# Task
How do the records below read from their first line through the line containing "frame ids) prevent"? Write those lines out exactly.

(Collected data)

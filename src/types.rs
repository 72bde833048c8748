//! Newtype wrappers and type aliases for domain concepts.
//!
//! Newtypes for identifiers (process ids, core ids, frame ids) prevent
//! silent type confusion. Quantities (tick counts, byte sizes) stay as
//! aliases for self-documenting code without arithmetic-trait boilerplate.

use std::fmt;

/// Process identifier. Assigned monotonically from 1 by the process manager.
#[derive(Debug, Clone, Copy, PartialEq, Eq, Hash, PartialOrd, Ord)]
pub struct Pid(pub u32);

/// Simulated CPU core identifier, 1-based.
#[derive(Debug, Clone, Copy, PartialEq, Eq, Hash, PartialOrd, Ord)]
pub struct CoreId(pub u32);

/// Physical frame index under the paging allocator.
#[derive(Debug, Clone, Copy, PartialEq, Eq, Hash, PartialOrd, Ord)]
pub struct FrameId(pub usize);

/// A point on the simulated CPU clock (number of elapsed ticks).
pub type Tick = u64;

impl fmt::Display for Pid {
    fn fmt(&self, f: &mut fmt::Formatter<'_>) -> fmt::Result {
        write!(f, "{}", self.0)
    }
}

impl fmt::Display for CoreId {
    fn fmt(&self, f: &mut fmt::Formatter<'_>) -> fmt::Result {
        write!(f, "{}", self.0)
    }
}

impl fmt::Display for FrameId {
    fn fmt(&self, f: &mut fmt::Formatter<'_>) -> fmt::Result {
        write!(f, "{}", self.0)
    }
}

# Result for this exercise
filename src/types.rs
repository 72bde833048c8748
//! Newtype wrappers and type aliases for domain concepts.
//!
//! Newtypes for identifiers (process ids, core ids, frame ids) prevent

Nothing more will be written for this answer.